NAME
OurNet::FuzzyIndex - Inverted index for double-byte characters
SYNOPSIS
use OurNet::FuzzyIndex;
my $idxfile = 'test.idx'; # Name of the database file
my $pagesize = undef; # Page size (twice of an average record)
my $cache = undef; # Cache size (undef to use default)
my $subdbs = 0; # Number of child dbs; 0 for none
# Initiate the DB from scratch
unlink $idxfile if -e $idxfile;
my $db = OurNet::FuzzyIndex->new($idxfile, $pagesize, $cache, $subdbs);
# Index a record: key = 'Doc1', content = 'Some text here'
$db->insert('Doc1', 'Some text here');
# Alternatively, parse the content first with different weights
my %words = $db->parse("Some other text here", 5);
%words = $db->parse_xs("Some more texts here", 2, \%words);
# Then index the resulting hash with 'Doc2' as its key
$db->insert('Doc2', %words);
# Perform a query: the 2nd argument is the 'exact match' flag
my %result = $db->query('search for some text', $MATCH_FUZZY);
# Combine the result with another query
%result = $db->query('more please', $MATCH_NOT, \%result);
# Dump the results; note you have to call $db->getkey each time
foreach my $idx (sort {$result{$b} <=> $result{$a}} keys(%result)) {
$val = $result{$idx};
print "Matched: ".$db->getkey($idx)." (score $val)\n";
}
# Set database variables
$db->setvar('variable', "fetch success!\n");
print $db->getvar('variable');
# Get all records: the optional 0 says we want an array of keys
print "These records are indexed:\n";
print join(',', $db->getkeys(0));
# Alternatively, get it with its internal index number
my %allkeys = $db->getkeys(1);
DESCRIPTION
OurNet::FuzzyIndex implements a simple consecutive-letter indexing mechanism specifically designed for multi-byte encoding maps, e.g. big-5 or utf8.
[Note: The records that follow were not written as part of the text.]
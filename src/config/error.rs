#[derive(Debug, thiserror::Error)]
pub enum ConfigError {
    #[error("failed to read file {path}: {source}")]
    Read {
        path: String,
        #[source]
        source: std::io::Error,
    },
    #[error("failed to create directory {path}: {source}")]
    CreateDir {
        path: String,
        #[source]
        source: std::io::Error,
    },
    #[error("failed to write file {path}: {source}")]
    Write {
        path: String,
        #[source]
        source: std::io::Error,
    },
    #[error("failed to encode yaml for {path}: {source}")]
    Encode {
        path: String,
        #[source]
        source: serde_yaml::Error,
    },
    #[error("invalid yaml in {path}: {source}")]
    Parse {
        path: String,
        #[source]
        source: serde_yaml::Error,
    },
    #[error("settings validation failed: {0}")]
    Settings(String),
    #[error("failed to resolve home directory for global config path")]
    HomeDirectoryUnavailable,
}
use std::fs;
use std::io::Write;
use std::path::{Path, PathBuf};

pub fn wizard_log_path(state_root: &Path) -> PathBuf {
    state_root.join("logs/wizard.log")
}

pub fn append_wizard_log_line(state_root: &Path, line: &str) -> std::io::Result<()> {
    let path = wizard_log_path(state_root);
    if let Some(parent) = path.parent() {
        fs::create_dir_all(parent)?;
    }
    let mut file = fs::OpenOptions::new()
        .create(true)
        .append(true)
        .open(&path)?;
    let stamp = chrono::Utc::now().to_rfc3339();
    writeln!(file, "{stamp} {line}")
}

#[cfg(test)]
mod tests {
    use super::*;
    use tempfile::tempdir;

    #[test]
    fn appends_timestamped_lines_under_state_root() {
        let temp = tempdir().expect("temp dir");
        append_wizard_log_line(temp.path(), "sandbox provisioning failed").expect("append");
        append_wizard_log_line(temp.path(), "agent created").expect("append");

        let body = fs::read_to_string(wizard_log_path(temp.path())).expect("read log");
        let lines: Vec<&str> = body.lines().collect();
        assert_eq!(lines.len(), 2);
        assert!(lines[0].ends_with("sandbox provisioning failed"));
        assert!(lines[1].ends_with("agent created"));
    }
}
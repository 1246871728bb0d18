use crate::wizard::draft::{AgentDraft, AgentType, Architecture};
use crate::wizard::steps::{
    framework_option, validate_configure_form, ConfigureForm, FieldError,
};
use crate::wizard::tools::ToolDefinition;

/// Named wizard states. The three terminal stages absorb: `Submitted` after
/// the adapter ran, and the two redirects exit the wizard without ever
/// submitting the draft.
#[derive(Debug, Clone, Copy, PartialEq, Eq)]
pub enum WizardStage {
    SelectAgentType,
    SelectArchitecture,
    SelectFramework,
    Configure,
    Tools,
    Review,
    Submitted,
    VoiceRedirect,
    WorkflowBuilderRedirect,
}

impl WizardStage {
    pub fn as_str(self) -> &'static str {
        match self {
            WizardStage::SelectAgentType => "select_agent_type",
            WizardStage::SelectArchitecture => "select_architecture",
            WizardStage::SelectFramework => "select_framework",
            WizardStage::Configure => "configure",
            WizardStage::Tools => "tools",
            WizardStage::Review => "review",
            WizardStage::Submitted => "submitted",
            WizardStage::VoiceRedirect => "voice_redirect",
            WizardStage::WorkflowBuilderRedirect => "workflow_builder_redirect",
        }
    }

    pub fn is_terminal(self) -> bool {
        matches!(
            self,
            WizardStage::Submitted
                | WizardStage::VoiceRedirect
                | WizardStage::WorkflowBuilderRedirect
        )
    }
}

/// Transition animation hint only; no functional effect.
#[derive(Debug, Clone, Copy, PartialEq, Eq)]
pub enum Direction {
    Forward,
    Backward,
}

/// What the configure stage renders for the selected framework.
#[derive(Debug, Clone, Copy, PartialEq, Eq)]
pub enum ConfigureKind {
    LangchainForm,
    Placeholder,
}

#[derive(Debug, Clone, PartialEq)]
pub enum WizardError {
    InvalidTransition {
        stage: WizardStage,
        operation: &'static str,
    },
    UnknownFramework {
        id: String,
    },
    ConfigureRejected(Vec<FieldError>),
    SubmissionInFlight,
}

impl std::fmt::Display for WizardError {
    fn fmt(&self, f: &mut std::fmt::Formatter<'_>) -> std::fmt::Result {
        match self {
            WizardError::InvalidTransition { stage, operation } => {
                write!(
                    f,
                    "invalid wizard transition: stage={} operation={operation}",
                    stage.as_str()
                )
            }
            WizardError::UnknownFramework { id } => {
                write!(f, "unknown framework `{id}`")
            }
            WizardError::ConfigureRejected(errors) => {
                let fields: Vec<&str> = errors.iter().map(|err| err.field).collect();
                write!(f, "configuration rejected: {}", fields.join(", "))
            }
            WizardError::SubmissionInFlight => {
                write!(f, "a submission is already in progress")
            }
        }
    }
}

/// Owns the draft for one wizard session and enforces the transition table.
#[derive(Debug, Clone, PartialEq)]
pub struct WizardMachine {
    stage: WizardStage,
    direction: Direction,
    draft: AgentDraft,
    submitting: bool,
}

impl Default for WizardMachine {
    fn default() -> Self {
        Self::new()
    }
}

impl WizardMachine {
    pub fn new() -> Self {
        Self {
            stage: WizardStage::SelectAgentType,
            direction: Direction::Forward,
            draft: AgentDraft::default(),
            submitting: false,
        }
    }

    pub fn stage(&self) -> WizardStage {
        self.stage
    }

    pub fn direction(&self) -> Direction {
        self.direction
    }

    pub fn draft(&self) -> &AgentDraft {
        &self.draft
    }

    /// Tool editing mutates the single owned draft in place; the machine
    /// still controls every stage transition.
    pub fn draft_mut(&mut self) -> &mut AgentDraft {
        &mut self.draft
    }

    pub fn is_submitting(&self) -> bool {
        self.submitting
    }

    pub fn select_agent_type(&mut self, agent_type: AgentType) -> Result<(), WizardError> {
        self.require_stage(WizardStage::SelectAgentType, "select_agent_type")?;
        self.draft.agent_type = Some(agent_type);
        self.direction = Direction::Forward;
        self.stage = match agent_type {
            AgentType::Voice => WizardStage::VoiceRedirect,
            AgentType::Coding => {
                // Coding agents are always single-agent; the wizard skips
                // the architecture screen for them.
                self.draft.architecture = Some(Architecture::Mono);
                WizardStage::SelectFramework
            }
            AgentType::Textual => WizardStage::SelectArchitecture,
        };
        Ok(())
    }

    pub fn select_architecture(&mut self, architecture: Architecture) -> Result<(), WizardError> {
        self.require_stage(WizardStage::SelectArchitecture, "select_architecture")?;
        self.draft.architecture = Some(architecture);
        self.direction = Direction::Forward;
        self.stage = match architecture {
            Architecture::Multi => WizardStage::WorkflowBuilderRedirect,
            Architecture::Mono => WizardStage::SelectFramework,
        };
        Ok(())
    }

    pub fn select_framework(&mut self, framework_id: &str) -> Result<(), WizardError> {
        self.require_stage(WizardStage::SelectFramework, "select_framework")?;
        let architecture = self.draft.architecture.unwrap_or(Architecture::Mono);
        if framework_option(architecture, framework_id).is_none() {
            return Err(WizardError::UnknownFramework {
                id: framework_id.to_string(),
            });
        }
        self.draft.framework = Some(framework_id.to_string());
        self.direction = Direction::Forward;
        self.stage = WizardStage::Configure;
        Ok(())
    }

    pub fn configure_kind(&self) -> Option<ConfigureKind> {
        if self.stage != WizardStage::Configure {
            return None;
        }
        let architecture = self.draft.architecture?;
        let framework = self.draft.framework.as_deref()?;
        let option = framework_option(architecture, framework)?;
        Some(if option.has_configuration_form {
            ConfigureKind::LangchainForm
        } else {
            ConfigureKind::Placeholder
        })
    }

    pub fn submit_configuration(&mut self, form: ConfigureForm) -> Result<(), WizardError> {
        self.require_stage(WizardStage::Configure, "submit_configuration")?;
        if self.configure_kind() != Some(ConfigureKind::LangchainForm) {
            return Err(WizardError::InvalidTransition {
                stage: self.stage,
                operation: "submit_configuration",
            });
        }
        validate_configure_form(&form).map_err(WizardError::ConfigureRejected)?;
        self.draft.name = form.name;
        self.draft.description = form.description;
        self.draft.settings = form.settings;
        self.direction = Direction::Forward;
        self.stage = WizardStage::Tools;
        Ok(())
    }

    /// Frameworks without a configuration form proceed with default
    /// settings; the placeholder is a first-class step, not a gap.
    pub fn confirm_placeholder(&mut self) -> Result<(), WizardError> {
        self.require_stage(WizardStage::Configure, "confirm_placeholder")?;
        if self.configure_kind() != Some(ConfigureKind::Placeholder) {
            return Err(WizardError::InvalidTransition {
                stage: self.stage,
                operation: "confirm_placeholder",
            });
        }
        self.direction = Direction::Forward;
        self.stage = WizardStage::Tools;
        Ok(())
    }

    pub fn submit_tools(&mut self, tools: Vec<ToolDefinition>) -> Result<(), WizardError> {
        self.require_stage(WizardStage::Tools, "submit_tools")?;
        self.draft.tools = tools;
        self.direction = Direction::Forward;
        self.stage = WizardStage::Review;
        Ok(())
    }

    /// Gating contract: while this is false the Next control is hidden, not
    /// merely disabled — `advance()` is unreachable from the UI.
    pub fn can_advance(&self) -> bool {
        match self.stage {
            WizardStage::SelectAgentType => self.draft.agent_type.is_some(),
            WizardStage::SelectArchitecture => self.draft.architecture.is_some(),
            WizardStage::SelectFramework => self.draft.framework.is_some(),
            // The configure step's own form submit is the only way forward.
            WizardStage::Configure => false,
            WizardStage::Tools => true,
            WizardStage::Review => false,
            _ => false,
        }
    }

    /// Re-advances through an already-completed selection (after `retreat`).
    /// Returns false when gated.
    pub fn advance(&mut self) -> bool {
        if !self.can_advance() {
            return false;
        }
        self.direction = Direction::Forward;
        self.stage = match self.stage {
            WizardStage::SelectAgentType => match self.draft.agent_type {
                Some(AgentType::Voice) => WizardStage::VoiceRedirect,
                Some(AgentType::Coding) => WizardStage::SelectFramework,
                Some(AgentType::Textual) => WizardStage::SelectArchitecture,
                None => return false,
            },
            WizardStage::SelectArchitecture => match self.draft.architecture {
                Some(Architecture::Multi) => WizardStage::WorkflowBuilderRedirect,
                Some(Architecture::Mono) => WizardStage::SelectFramework,
                None => return false,
            },
            WizardStage::SelectFramework => WizardStage::Configure,
            WizardStage::Tools => WizardStage::Review,
            _ => return false,
        };
        true
    }

    /// Bounded backward movement; no-op at the first step and in terminal
    /// stages.
    pub fn retreat(&mut self) -> bool {
        let previous = match self.stage {
            WizardStage::SelectArchitecture => WizardStage::SelectAgentType,
            WizardStage::SelectFramework => match self.draft.agent_type {
                Some(AgentType::Textual) => WizardStage::SelectArchitecture,
                _ => WizardStage::SelectAgentType,
            },
            WizardStage::Configure => WizardStage::SelectFramework,
            WizardStage::Tools => WizardStage::Configure,
            WizardStage::Review => WizardStage::Tools,
            _ => return false,
        };
        self.direction = Direction::Backward;
        self.stage = previous;
        true
    }

    /// Terminal operation: hands the draft to the submission adapter. A
    /// second call while a submission is in flight is refused, so one
    /// confirm produces exactly one submission.
    pub fn finalize(&mut self) -> Result<AgentDraft, WizardError> {
        self.require_stage(WizardStage::Review, "finalize")?;
        if self.submitting {
            return Err(WizardError::SubmissionInFlight);
        }
        self.submitting = true;
        Ok(self.draft.clone())
    }

    pub fn complete_submission(&mut self) {
        self.submitting = false;
        self.stage = WizardStage::Submitted;
    }

    fn require_stage(
        &self,
        expected: WizardStage,
        operation: &'static str,
    ) -> Result<(), WizardError> {
        if self.stage == expected {
            Ok(())
        } else {
            Err(WizardError::InvalidTransition {
                stage: self.stage,
                operation,
            })
        }
    }
}

#[cfg(test)]
mod tests {
    use super::*;

    #[test]
    fn voice_selection_absorbs_without_reaching_later_stages() {
        let mut machine = WizardMachine::new();
        machine
            .select_agent_type(AgentType::Voice)
            .expect("select voice");
        assert_eq!(machine.stage(), WizardStage::VoiceRedirect);
        assert!(machine.stage().is_terminal());
        assert!(!machine.retreat());
        assert!(!machine.advance());
        assert!(machine.finalize().is_err());
    }

    #[test]
    fn coding_selection_fixes_mono_architecture_and_skips_to_framework() {
        let mut machine = WizardMachine::new();
        machine
            .select_agent_type(AgentType::Coding)
            .expect("select coding");
        assert_eq!(machine.stage(), WizardStage::SelectFramework);
        assert_eq!(machine.draft().architecture, Some(Architecture::Mono));
    }

    #[test]
    fn retreat_is_bounded_and_tracks_the_branch_taken() {
        let mut machine = WizardMachine::new();
        assert!(!machine.retreat());

        machine
            .select_agent_type(AgentType::Coding)
            .expect("select coding");
        assert!(machine.retreat());
        // Coding skipped architecture, so retreat lands on the type screen.
        assert_eq!(machine.stage(), WizardStage::SelectAgentType);
        assert_eq!(machine.direction(), Direction::Backward);
    }

    #[test]
    fn advance_is_gated_until_a_selection_exists() {
        let mut machine = WizardMachine::new();
        assert!(!machine.can_advance());
        assert!(!machine.advance());
        machine
            .select_agent_type(AgentType::Textual)
            .expect("select textual");
        assert!(machine.retreat());
        // Selection persists, so Next is reachable again.
        assert!(machine.can_advance());
        assert!(machine.advance());
        assert_eq!(machine.stage(), WizardStage::SelectArchitecture);
    }

    #[test]
    fn unknown_framework_is_rejected() {
        let mut machine = WizardMachine::new();
        machine
            .select_agent_type(AgentType::Textual)
            .expect("select textual");
        machine
            .select_architecture(Architecture::Mono)
            .expect("select mono");
        let err = machine
            .select_framework("autogen")
            .expect_err("unknown framework");
        assert_eq!(
            err,
            WizardError::UnknownFramework {
                id: "autogen".to_string()
            }
        );
    }

    #[test]
    fn placeholder_framework_uses_confirm_and_rejects_the_form_path() {
        let mut machine = WizardMachine::new();
        machine
            .select_agent_type(AgentType::Textual)
            .expect("select textual");
        machine
            .select_architecture(Architecture::Mono)
            .expect("select mono");
        machine.select_framework("agno").expect("select agno");
        assert_eq!(machine.configure_kind(), Some(ConfigureKind::Placeholder));
        assert!(machine
            .submit_configuration(ConfigureForm::default())
            .is_err());
        machine.confirm_placeholder().expect("confirm placeholder");
        assert_eq!(machine.stage(), WizardStage::Tools);
        // Settings stay at their defaults for placeholder frameworks.
        assert!(machine.draft().settings.api_key.is_empty());
    }

    #[test]
    fn finalize_refuses_while_a_submission_is_in_flight() {
        let mut machine = WizardMachine::new();
        machine
            .select_agent_type(AgentType::Textual)
            .expect("select textual");
        machine
            .select_architecture(Architecture::Mono)
            .expect("select mono");
        machine.select_framework("agno").expect("select agno");
        machine.confirm_placeholder().expect("confirm placeholder");
        machine.submit_tools(Vec::new()).expect("submit tools");

        machine.finalize().expect("first finalize");
        assert_eq!(
            machine.finalize().expect_err("second finalize"),
            WizardError::SubmissionInFlight
        );
        machine.complete_submission();
        assert_eq!(machine.stage(), WizardStage::Submitted);
        assert!(!machine.is_submitting());
    }
}
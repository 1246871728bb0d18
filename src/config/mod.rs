pub mod error;
pub mod load;
pub mod paths;
pub mod save;
pub mod settings;

pub use error::ConfigError;
pub use load::{load_global_settings, load_global_settings_or_default};
pub use paths::{
    default_global_config_path, default_state_root, GLOBAL_SETTINGS_FILE_NAME, GLOBAL_STATE_DIR,
};
pub use save::save_settings;
pub use settings::{
    Settings, DEFAULT_API_BASE, DEFAULT_SANDBOX_TEMPLATE, DEFAULT_SANDBOX_TIMEOUT_SECONDS,
};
It uses DB_File to create an associative mapping from each character to its consecutive one, utilizing DB_BTREE's duplicate key feature to speed up the query time. Its scoring algorithm is also geared to reduce redundant word's impact on the query's result.
Although this module currently only supports big-5 and latin-1 encodings internally, you could override the parse.c
module for extensions, or add your own translation maps.
KNOWN ISSUES
The query()
function uses a time-consuming callback function _parse_q to parse the query string; it is expected to be changed to a simple function that returns the whole processed list. (Fortunately, most query strings won't be long enough to cause significant difference.)
The MATCH_EXACT flag is misleading; FuzzyIndex couldn't tell if a query matches the conetnt exactly from the info stored in the index file alone. You are encouraged to write your own grep-like post filter.
TODO
* Internal handling of locale/unicode mappings * Boolean / selective search using combined MATCH_* flags * Fix bugs concerning sub_dbs
AUTHORS
Autrijus Tang <autrijus@autrijus.org>
COPYRIGHT
Copyright 2001 by Autrijus Tang <autrijus@autrijus.org>.
All rights reserved. You can redistribute and/or modify this module under the same terms as Perl itself.